Exercise requirements: Repeat verbatim, and only, the lines of the data below, beginning at the line that contains "#[derive(Debug, Clone, Default)]" and stopping after the line that contains "pub struct Charset".

::: The input

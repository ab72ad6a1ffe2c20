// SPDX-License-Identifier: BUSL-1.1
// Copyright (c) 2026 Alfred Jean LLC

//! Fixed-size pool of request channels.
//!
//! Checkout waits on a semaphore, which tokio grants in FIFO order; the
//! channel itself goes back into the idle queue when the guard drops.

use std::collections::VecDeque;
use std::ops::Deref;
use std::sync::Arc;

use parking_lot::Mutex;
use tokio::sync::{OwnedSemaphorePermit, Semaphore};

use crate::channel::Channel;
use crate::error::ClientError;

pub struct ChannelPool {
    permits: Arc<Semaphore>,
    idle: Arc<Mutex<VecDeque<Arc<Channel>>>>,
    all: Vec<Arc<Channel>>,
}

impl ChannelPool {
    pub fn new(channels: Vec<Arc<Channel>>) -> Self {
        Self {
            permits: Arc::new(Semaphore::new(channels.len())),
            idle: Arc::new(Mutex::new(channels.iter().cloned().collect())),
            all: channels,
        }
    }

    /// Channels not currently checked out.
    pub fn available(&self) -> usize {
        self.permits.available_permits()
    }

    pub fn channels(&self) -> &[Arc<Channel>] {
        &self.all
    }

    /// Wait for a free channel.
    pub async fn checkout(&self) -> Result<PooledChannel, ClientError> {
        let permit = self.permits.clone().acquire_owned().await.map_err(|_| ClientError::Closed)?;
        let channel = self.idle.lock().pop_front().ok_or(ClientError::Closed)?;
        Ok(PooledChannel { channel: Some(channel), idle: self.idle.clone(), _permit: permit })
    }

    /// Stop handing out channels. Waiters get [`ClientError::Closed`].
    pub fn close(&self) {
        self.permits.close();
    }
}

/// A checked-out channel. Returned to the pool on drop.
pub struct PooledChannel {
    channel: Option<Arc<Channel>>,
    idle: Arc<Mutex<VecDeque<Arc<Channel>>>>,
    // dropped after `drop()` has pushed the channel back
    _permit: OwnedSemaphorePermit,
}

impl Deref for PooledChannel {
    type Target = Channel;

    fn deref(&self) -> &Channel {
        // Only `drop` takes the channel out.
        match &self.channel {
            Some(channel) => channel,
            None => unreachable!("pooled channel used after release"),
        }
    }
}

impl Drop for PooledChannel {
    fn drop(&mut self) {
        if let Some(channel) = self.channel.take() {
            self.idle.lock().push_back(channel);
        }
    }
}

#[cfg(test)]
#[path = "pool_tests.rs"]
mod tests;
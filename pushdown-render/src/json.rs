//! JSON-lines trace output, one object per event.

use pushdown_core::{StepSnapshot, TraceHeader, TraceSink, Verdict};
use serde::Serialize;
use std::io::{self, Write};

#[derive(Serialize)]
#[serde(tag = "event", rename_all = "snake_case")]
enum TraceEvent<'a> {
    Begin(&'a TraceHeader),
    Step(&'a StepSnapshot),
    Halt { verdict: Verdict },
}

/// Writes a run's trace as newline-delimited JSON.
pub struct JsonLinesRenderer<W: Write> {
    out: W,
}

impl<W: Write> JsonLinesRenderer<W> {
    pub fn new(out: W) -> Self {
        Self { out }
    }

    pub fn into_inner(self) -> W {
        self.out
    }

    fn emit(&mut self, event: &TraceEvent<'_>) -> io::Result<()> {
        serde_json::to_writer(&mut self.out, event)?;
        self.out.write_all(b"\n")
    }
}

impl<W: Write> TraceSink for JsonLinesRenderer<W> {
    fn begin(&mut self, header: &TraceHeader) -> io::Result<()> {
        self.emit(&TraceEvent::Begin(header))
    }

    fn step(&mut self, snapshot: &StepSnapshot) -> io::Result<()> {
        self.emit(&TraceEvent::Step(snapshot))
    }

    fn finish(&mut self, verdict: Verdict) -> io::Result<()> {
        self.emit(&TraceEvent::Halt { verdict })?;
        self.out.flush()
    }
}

::::::
::: The input

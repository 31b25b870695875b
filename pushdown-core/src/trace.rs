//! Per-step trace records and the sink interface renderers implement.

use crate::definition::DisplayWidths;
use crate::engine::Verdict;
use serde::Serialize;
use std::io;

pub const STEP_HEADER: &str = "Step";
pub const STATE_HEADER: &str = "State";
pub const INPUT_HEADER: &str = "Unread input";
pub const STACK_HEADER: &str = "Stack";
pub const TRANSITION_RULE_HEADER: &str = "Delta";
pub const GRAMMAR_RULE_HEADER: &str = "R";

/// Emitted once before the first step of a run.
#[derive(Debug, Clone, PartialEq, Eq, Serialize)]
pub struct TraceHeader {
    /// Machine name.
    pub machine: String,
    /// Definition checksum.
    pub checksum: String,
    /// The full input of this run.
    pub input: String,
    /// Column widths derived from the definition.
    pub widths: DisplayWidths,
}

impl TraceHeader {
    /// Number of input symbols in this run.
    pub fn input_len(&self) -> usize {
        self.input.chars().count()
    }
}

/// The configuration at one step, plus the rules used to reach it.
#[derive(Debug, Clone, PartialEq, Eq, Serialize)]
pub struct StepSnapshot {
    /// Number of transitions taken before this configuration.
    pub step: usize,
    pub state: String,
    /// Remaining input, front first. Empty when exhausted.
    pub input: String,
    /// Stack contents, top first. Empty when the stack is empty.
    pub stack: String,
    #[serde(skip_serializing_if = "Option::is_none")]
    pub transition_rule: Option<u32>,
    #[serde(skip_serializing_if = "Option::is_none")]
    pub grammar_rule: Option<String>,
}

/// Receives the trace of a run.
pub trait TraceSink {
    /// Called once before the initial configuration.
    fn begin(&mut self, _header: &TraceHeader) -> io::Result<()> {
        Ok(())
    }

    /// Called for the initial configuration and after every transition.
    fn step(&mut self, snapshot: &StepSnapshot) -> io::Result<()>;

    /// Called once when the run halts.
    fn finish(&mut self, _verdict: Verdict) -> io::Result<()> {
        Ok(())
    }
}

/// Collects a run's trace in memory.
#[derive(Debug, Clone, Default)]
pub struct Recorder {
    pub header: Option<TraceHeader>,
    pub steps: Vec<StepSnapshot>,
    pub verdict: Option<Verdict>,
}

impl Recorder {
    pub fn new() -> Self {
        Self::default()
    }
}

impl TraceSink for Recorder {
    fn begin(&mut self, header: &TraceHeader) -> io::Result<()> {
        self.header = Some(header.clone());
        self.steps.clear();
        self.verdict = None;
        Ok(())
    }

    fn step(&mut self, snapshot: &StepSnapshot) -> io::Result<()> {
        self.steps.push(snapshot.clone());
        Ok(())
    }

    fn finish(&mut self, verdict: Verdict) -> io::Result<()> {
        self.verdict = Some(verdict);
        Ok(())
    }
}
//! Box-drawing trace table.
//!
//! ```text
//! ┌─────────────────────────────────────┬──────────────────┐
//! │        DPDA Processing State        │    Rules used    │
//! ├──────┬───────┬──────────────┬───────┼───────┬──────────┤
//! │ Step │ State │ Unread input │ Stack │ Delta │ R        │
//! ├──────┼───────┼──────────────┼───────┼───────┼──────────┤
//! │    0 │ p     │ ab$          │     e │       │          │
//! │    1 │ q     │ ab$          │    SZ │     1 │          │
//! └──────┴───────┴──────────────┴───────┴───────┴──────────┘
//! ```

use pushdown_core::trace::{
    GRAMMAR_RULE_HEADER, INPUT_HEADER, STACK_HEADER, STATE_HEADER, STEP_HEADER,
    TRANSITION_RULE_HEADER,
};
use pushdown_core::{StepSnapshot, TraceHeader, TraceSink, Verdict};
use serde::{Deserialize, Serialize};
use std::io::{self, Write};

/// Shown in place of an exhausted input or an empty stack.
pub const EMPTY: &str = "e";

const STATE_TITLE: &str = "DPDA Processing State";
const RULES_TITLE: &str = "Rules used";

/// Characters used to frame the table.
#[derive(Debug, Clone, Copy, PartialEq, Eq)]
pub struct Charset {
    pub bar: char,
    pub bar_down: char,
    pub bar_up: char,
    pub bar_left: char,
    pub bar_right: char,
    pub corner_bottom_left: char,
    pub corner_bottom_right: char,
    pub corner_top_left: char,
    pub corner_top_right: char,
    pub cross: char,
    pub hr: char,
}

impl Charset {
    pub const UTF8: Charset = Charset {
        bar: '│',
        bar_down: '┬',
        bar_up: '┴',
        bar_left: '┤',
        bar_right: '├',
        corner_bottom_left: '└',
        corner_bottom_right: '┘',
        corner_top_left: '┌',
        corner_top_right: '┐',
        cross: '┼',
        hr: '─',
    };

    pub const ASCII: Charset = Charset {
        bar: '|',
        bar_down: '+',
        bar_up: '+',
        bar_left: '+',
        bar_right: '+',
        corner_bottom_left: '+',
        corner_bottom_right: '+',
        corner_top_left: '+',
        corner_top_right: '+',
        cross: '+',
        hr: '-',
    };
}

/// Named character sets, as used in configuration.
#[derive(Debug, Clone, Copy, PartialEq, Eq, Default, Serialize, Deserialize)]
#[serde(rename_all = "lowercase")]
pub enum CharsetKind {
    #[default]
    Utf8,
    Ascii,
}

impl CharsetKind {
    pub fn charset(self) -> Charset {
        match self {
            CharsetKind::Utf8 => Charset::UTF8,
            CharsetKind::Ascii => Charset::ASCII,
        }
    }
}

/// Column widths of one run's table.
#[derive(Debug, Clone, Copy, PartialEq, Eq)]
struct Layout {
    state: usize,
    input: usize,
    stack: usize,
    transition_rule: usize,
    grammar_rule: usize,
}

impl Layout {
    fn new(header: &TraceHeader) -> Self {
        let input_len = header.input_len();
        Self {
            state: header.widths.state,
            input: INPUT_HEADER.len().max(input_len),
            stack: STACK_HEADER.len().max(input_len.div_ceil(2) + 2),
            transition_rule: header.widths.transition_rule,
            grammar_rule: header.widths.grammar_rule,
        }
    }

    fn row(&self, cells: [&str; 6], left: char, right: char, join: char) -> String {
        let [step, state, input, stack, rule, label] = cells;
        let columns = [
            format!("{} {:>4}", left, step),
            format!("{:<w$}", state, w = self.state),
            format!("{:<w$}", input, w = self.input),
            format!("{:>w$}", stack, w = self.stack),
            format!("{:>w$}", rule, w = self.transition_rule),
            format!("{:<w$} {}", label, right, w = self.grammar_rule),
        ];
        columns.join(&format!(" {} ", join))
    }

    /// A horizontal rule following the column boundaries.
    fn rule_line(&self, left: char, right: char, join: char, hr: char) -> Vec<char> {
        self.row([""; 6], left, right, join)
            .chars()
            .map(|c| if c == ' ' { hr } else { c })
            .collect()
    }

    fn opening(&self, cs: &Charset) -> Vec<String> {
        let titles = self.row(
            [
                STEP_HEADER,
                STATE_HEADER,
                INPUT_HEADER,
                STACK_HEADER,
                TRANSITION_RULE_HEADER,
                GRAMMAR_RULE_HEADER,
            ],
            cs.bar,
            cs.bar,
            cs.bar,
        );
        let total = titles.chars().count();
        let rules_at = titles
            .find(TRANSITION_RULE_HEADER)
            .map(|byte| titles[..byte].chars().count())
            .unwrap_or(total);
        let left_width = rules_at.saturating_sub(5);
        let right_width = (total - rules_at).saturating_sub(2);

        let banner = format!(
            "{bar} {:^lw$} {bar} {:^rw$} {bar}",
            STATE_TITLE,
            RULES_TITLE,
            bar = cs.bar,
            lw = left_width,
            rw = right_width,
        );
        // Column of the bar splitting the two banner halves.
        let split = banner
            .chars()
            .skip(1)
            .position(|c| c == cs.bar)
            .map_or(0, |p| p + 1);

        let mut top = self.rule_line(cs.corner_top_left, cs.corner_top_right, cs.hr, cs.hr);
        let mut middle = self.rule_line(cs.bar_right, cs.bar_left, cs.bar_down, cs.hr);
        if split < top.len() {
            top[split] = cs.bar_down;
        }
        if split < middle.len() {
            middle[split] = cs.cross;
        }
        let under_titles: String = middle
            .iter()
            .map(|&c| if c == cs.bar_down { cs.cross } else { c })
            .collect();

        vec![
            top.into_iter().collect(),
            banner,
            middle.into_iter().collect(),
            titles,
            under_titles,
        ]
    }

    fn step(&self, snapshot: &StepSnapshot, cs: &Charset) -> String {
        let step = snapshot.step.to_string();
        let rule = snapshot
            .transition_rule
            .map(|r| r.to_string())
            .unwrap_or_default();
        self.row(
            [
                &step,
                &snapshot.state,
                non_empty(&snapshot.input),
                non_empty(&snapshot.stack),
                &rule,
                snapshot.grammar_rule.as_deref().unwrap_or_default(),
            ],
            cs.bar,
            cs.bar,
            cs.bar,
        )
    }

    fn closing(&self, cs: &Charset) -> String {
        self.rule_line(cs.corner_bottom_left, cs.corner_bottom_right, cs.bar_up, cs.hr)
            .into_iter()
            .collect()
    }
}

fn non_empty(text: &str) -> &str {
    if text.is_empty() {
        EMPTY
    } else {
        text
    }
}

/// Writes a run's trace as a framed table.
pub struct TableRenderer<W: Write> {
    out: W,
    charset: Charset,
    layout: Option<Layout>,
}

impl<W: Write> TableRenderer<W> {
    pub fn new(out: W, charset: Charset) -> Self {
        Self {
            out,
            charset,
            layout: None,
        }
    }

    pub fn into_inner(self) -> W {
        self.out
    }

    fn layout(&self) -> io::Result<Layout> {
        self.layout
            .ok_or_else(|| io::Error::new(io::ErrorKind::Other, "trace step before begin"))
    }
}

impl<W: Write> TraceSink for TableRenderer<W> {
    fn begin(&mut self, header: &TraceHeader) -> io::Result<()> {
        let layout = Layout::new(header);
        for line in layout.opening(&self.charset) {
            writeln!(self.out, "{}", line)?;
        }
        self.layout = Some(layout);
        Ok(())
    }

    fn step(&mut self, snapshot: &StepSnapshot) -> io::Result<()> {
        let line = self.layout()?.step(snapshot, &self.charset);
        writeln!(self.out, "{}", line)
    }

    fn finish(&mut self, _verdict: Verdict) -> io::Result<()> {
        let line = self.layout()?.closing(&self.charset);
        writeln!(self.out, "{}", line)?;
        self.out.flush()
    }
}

::::::

Answer space:
#[derive(Debug, Clone, Default)]
pub struct Recorder {
    pub header: Option<TraceHeader>,
    pub steps: Vec<StepSnapshot>,
    pub verdict: Option<Verdict>,
}

impl Recorder {
    pub fn new() -> Self {
        Self::default()
    }
}

impl TraceSink for Recorder {
    fn begin(&mut self, header: &TraceHeader) -> io::Result<()> {
        self.header = Some(header.clone());
        self.steps.clear();
        self.verdict = None;
        Ok(())
    }

    fn step(&mut self, snapshot: &StepSnapshot) -> io::Result<()> {
        self.steps.push(snapshot.clone());
        Ok(())
    }

    fn finish(&mut self, verdict: Verdict) -> io::Result<()> {
        self.verdict = Some(verdict);
        Ok(())
    }
}
//! Box-drawing trace table.
//!
//! ```text
//! ┌─────────────────────────────────────┬──────────────────┐
//! │        DPDA Processing State        │    Rules used    │
//! ├──────┬───────┬──────────────┬───────┼───────┬──────────┤
//! │ Step │ State │ Unread input │ Stack │ Delta │ R        │
//! ├──────┼───────┼──────────────┼───────┼───────┼──────────┤
//! │    0 │ p     │ ab$          │     e │       │          │
//! │    1 │ q     │ ab$          │    SZ │     1 │          │
//! └──────┴───────┴──────────────┴───────┴───────┴──────────┘
//! ```

use pushdown_core::trace::{
    GRAMMAR_RULE_HEADER, INPUT_HEADER, STACK_HEADER, STATE_HEADER, STEP_HEADER,
    TRANSITION_RULE_HEADER,
};
use pushdown_core::{StepSnapshot, TraceHeader, TraceSink, Verdict};
use serde::{Deserialize, Serialize};
use std::io::{self, Write};

/// Shown in place of an exhausted input or an empty stack.
pub const EMPTY: &str = "e";

const STATE_TITLE: &str = "DPDA Processing State";
const RULES_TITLE: &str = "Rules used";

/// Characters used to frame the table.
#[derive(Debug, Clone, Copy, PartialEq, Eq)]
pub struct Charset {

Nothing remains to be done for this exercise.